Sunday morning coming down

I thought we might nod to Valentine’s Day with my notes about “La-La Means I Love You” a day early this year. This isn’t Monday morning material. Written by William Hart and Thom Bell, produced by Thom Bell and Stan Watson, “La-La” is a classic of Philly soul, vintage 1968, and was a memorable hit for the Delfonics. What a beautiful pop song. I don’t think they make ’em like this anymore. Hart sang the shimmering falsetto lead on the hit single.

Laura Nyro responded deeply to the song. As she did with so many of the “teenage heartbeat songs” (as she called them) that she recorded over the years, she turned it into a personal statement. She did it over and over again with LaBelle on Gonna Take a Miracle (1971), produced by Gamble and Huff. Toward the end of her life she teamed up with Manhattan Transfer on “La-La” for the group’s Tonin’ album in 1994. Not bad.

After working up the song with Manhattan Transfer, Laura recorded a version that she produced on August 29, 1994. The credits note that she backed herself on electric piano with Jeff Pevar and John Tropea on guitar, Will Lee on bass, Chris Parker on drums, and Carol Steele on percussion. Laura died way too young of ovarian cancer in 1997. Her cover of the song appeared posthumously on Angel in the Dark in 2001 (the liner notes are posted online here). This must be close to how she wanted the song to be heard.

There are too many great love songs to pick an official Valentine’s Day song. The genius of the Great American Songbook is reflected in a multitude of such songs. Laura herself wrote a few. If I ruled the world, however, this might be it.

So why does “La-La” mean I love you? I take it that if you stutter, or if you’re a little nervous about the declaration of that important sentiment, that might be the way it would come out.

Laura entered the scene at the age of 19 with her own brilliant songbook. Below is “Stoney End” from her debut album in 1966. “Never mind the forecast ’cause the sky has lost control.”

I loved “Luckie” and everything else on Eli and the Thirteenth Confession in 1968.

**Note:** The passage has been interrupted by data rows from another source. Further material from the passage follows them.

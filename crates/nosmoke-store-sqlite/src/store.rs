//! [`SqliteStore`] — the SQLite implementation of [`LocalStore`].

use std::{path::PathBuf, sync::Arc};

use rusqlite::{Connection, Params, params, params_from_iter, types::Value};
use tokio::sync::OnceCell;
use tracing::{debug, info, warn};

use nosmoke_core::{
  day::LocalDay,
  entry::{Collection, Entry, Index, IndexKey, KeyRange},
  record::Record,
  store::LocalStore,
};

use crate::{
  Error, Result,
  encode::{RawEntry, columns, encode_key, write_entry},
  schema::{self, SCHEMA_VERSION, Upgrade},
};

// ─── Store ───────────────────────────────────────────────────────────────────

/// Where the database lives.
#[derive(Debug, Clone)]
enum Location {
  File(PathBuf),
  Memory,
}

/// Lifecycle of the store's connection, as seen from outside.
///
/// Opening and upgrading happen inside a single first call, so callers only
/// ever observe the settled states: concurrent callers wait for that call to
/// finish rather than seeing it in progress.
#[derive(Debug, Clone, Copy, PartialEq, Eq)]
pub enum ConnectionState {
  /// Nothing has touched the database yet, or the last open attempt failed.
  Unopened,
  /// Connected and at [`SCHEMA_VERSION`].
  Open,
}

/// A nosmoke store backed by a single SQLite file.
///
/// The connection is opened (and the schema upgraded) on first use, exactly
/// once: concurrent first callers wait for the same open attempt. Cloning is
/// cheap and clones share the connection.
#[derive(Clone)]
pub struct SqliteStore {
  location: Location,
  conn:     Arc<OnceCell<tokio_rusqlite::Connection>>,
}

impl SqliteStore {
  /// A store for the database at `path`. Nothing is opened until the first
  /// operation.
  pub fn new(path: impl Into<PathBuf>) -> Self {
    Self {
      location: Location::File(path.into()),
      conn:     Arc::new(OnceCell::new()),
    }
  }

  /// A lazily-opened private in-memory store.
  pub fn in_memory() -> Self {
    Self {
      location: Location::Memory,
      conn:     Arc::new(OnceCell::new()),
    }
  }

  /// Open (or create) a store at `path` and upgrade its schema now.
  pub async fn open(path: impl Into<PathBuf>) -> Result<Self> {
    let store = Self::new(path);
    store.connection().await?;
    Ok(store)
  }

  /// Open an in-memory store — useful for testing.
  pub async fn open_in_memory() -> Result<Self> {
    let store = Self::in_memory();
    store.connection().await?;
    Ok(store)
  }

  pub fn state(&self) -> ConnectionState {
    if self.conn.initialized() {
      ConnectionState::Open
    } else {
      ConnectionState::Unopened
    }
  }

  /// The schema version recorded in the database file.
  pub async fn schema_version(&self) -> Result<u32> {
    let version = self
      .connection()
      .await?
      .call(|conn| Ok(schema::user_version(conn)?))
      .await?;
    Ok(version)
  }

  async fn connection(&self) -> Result<&tokio_rusqlite::Connection> {
    self.conn.get_or_try_init(|| connect(&self.location)).await
  }

  /// Run a `SELECT` over `collection` and decode every row.
  async fn select<P>(&self, collection: Collection, clause: String, params: P) -> Result<Vec<Entry>>
  where
    P: Params + Send + 'static,
  {
    let raws: Vec<RawEntry> = self
      .connection()
      .await?
      .call(move |conn| Ok(select_rows(conn, collection, &clause, params)?))
      .await?;

    raws.into_iter().map(RawEntry::into_entry).collect()
  }

  /// Decode a selection over `records` into records.
  async fn select_records<P>(&self, clause: String, params: P) -> Result<Vec<Record>>
  where
    P: Params + Send + 'static,
  {
    Ok(
      self
        .select(Collection::Records, clause, params)
        .await?
        .into_iter()
        .filter_map(Entry::into_record)
        .collect(),
    )
  }
}

/// Open the connection, apply pragmas and bring the schema up to date.
async fn connect(location: &Location) -> Result<tokio_rusqlite::Connection> {
  let conn = match location {
    Location::File(path) => tokio_rusqlite::Connection::open(path).await,
    Location::Memory => tokio_rusqlite::Connection::open_in_memory().await,
  }
  .map_err(Error::Open)?;

  let upgrade = conn
    .call(|conn| {
      schema::configure(conn)?;
      Ok(schema::upgrade(conn)?)
    })
    .await
    .map_err(Error::Open)?;

  match upgrade {
    Upgrade::Current => debug!(?location, version = SCHEMA_VERSION, "opened database"),
    Upgrade::Upgraded { from } => {
      info!(?location, from, to = SCHEMA_VERSION, "upgraded database schema");
    }
    Upgrade::TooNew { found } => {
      warn!(?location, found, supported = SCHEMA_VERSION, "refusing newer database");
      return Err(Error::SchemaTooNew { found, supported: SCHEMA_VERSION });
    }
  }

  Ok(conn)
}

fn select_rows<P: Params>(
  conn: &Connection,
  collection: Collection,
  clause: &str,
  params: P,
) -> rusqlite::Result<Vec<RawEntry>> {
  let sql = format!("SELECT {} FROM {collection} {clause}", columns(collection));
  let mut stmt = conn.prepare(&sql)?;
  stmt
    .query_map(params, |row| RawEntry::read(collection, row))?
    .collect()
}

// ─── LocalStore impl ─────────────────────────────────────────────────────────

impl LocalStore for SqliteStore {
  type Error = Error;

  // ── Generic operations ──────────────────────────────────────────────────

  async fn add(&self, entry: Entry) -> Result<i64> {
    let collection = entry.collection();
    if let Some(id) = entry.id() {
      return Err(nosmoke_core::Error::IdAlreadySet { collection, id }.into());
    }

    let id = self
      .connection()
      .await?
      .call(move |conn| Ok(write_entry(conn, &entry, None)?))
      .await?;

    debug!(%collection, id, "added entry");
    Ok(id)
  }

  async fn get_all(&self, collection: Collection) -> Result<Vec<Entry>> {
    let entries = self.select(collection, "ORDER BY id".to_owned(), []).await?;
    debug!(%collection, count = entries.len(), "listed entries");
    Ok(entries)
  }

  async fn get(&self, collection: Collection, id: i64) -> Result<Option<Entry>> {
    let entries = self
      .select(collection, "WHERE id = ?1".to_owned(), [id])
      .await?;
    Ok(entries.into_iter().next())
  }

  async fn update(&self, entry: Entry) -> Result<()> {
    let collection = entry.collection();
    let id = entry
      .id()
      .ok_or(nosmoke_core::Error::MissingId(collection))?;

    self
      .connection()
      .await?
      .call(move |conn| {
        write_entry(conn, &entry, Some(id))?;
        Ok(())
      })
      .await?;

    debug!(%collection, id, "updated entry");
    Ok(())
  }

  async fn delete(&self, collection: Collection, id: i64) -> Result<()> {
    let removed = self
      .connection()
      .await?
      .call(move |conn| {
        Ok(conn.execute(&format!("DELETE FROM {collection} WHERE id = ?1"), params![id])?)
      })
      .await?;

    debug!(%collection, id, removed, "deleted entry");
    Ok(())
  }

  async fn get_by_index(&self, index: Index, key: IndexKey) -> Result<Vec<Entry>> {
    index.check(&key)?;

    let clause = format!("WHERE {} = ?1 ORDER BY id", index.field());
    self
      .select(index.collection(), clause, [encode_key(&key)])
      .await
  }

  async fn get_by_index_range(&self, index: Index, range: KeyRange) -> Result<Vec<Entry>> {
    range.check(index)?;

    let field = index.field();
    let mut conds: Vec<String> = vec![];
    let mut values: Vec<Value> = vec![];
    if let Some(lower) = &range.lower {
      values.push(encode_key(lower));
      conds.push(format!("{field} >= ?{}", values.len()));
    }
    if let Some(upper) = &range.upper {
      values.push(encode_key(upper));
      conds.push(format!("{field} <= ?{}", values.len()));
    }

    let where_clause = if conds.is_empty() {
      String::new()
    } else {
      format!("WHERE {}", conds.join(" AND "))
    };
    let clause = format!("{where_clause} ORDER BY {field}, id");

    self
      .select(index.collection(), clause, params_from_iter(values))
      .await
  }

  // ── Record queries ──────────────────────────────────────────────────────

  async fn get_latest_record(&self) -> Result<Option<Record>> {
    let latest = self
      .select_records("ORDER BY timestamp DESC, id DESC LIMIT 1".to_owned(), [])
      .await?;
    Ok(latest.into_iter().next())
  }

  async fn get_today_records(&self) -> Result<Vec<Record>> {
    let today = LocalDay::today();
    self.get_records_by_date_range(today.start, today.end).await
  }

  async fn get_records_by_date_range(&self, start: i64, end: i64) -> Result<Vec<Record>> {
    let records = self
      .get_by_index_range(Index::RecordTimestamp, KeyRange::bound(start, end))
      .await?
      .into_iter()
      .filter_map(Entry::into_record)
      .collect::<Vec<_>>();

    debug!(start, end, count = records.len(), "queried records by date range");
    Ok(records)
  }
}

Her love songs had a dark underside, as in the wild stream of consciousness in “Captain St. Lucifer.” “I’m at anchor in your glow now,” but I doubt that’s for the best. What a song. What a voice.

Laura also covered the Goffin/King classic “Will You Still Love Me Tomorrow?” on Angel in the Dark. I think it must have inspired her writing on “Stoney End.” They are both morning-after songs. On Laura’s cover you can hear that “teenage heartbeat.”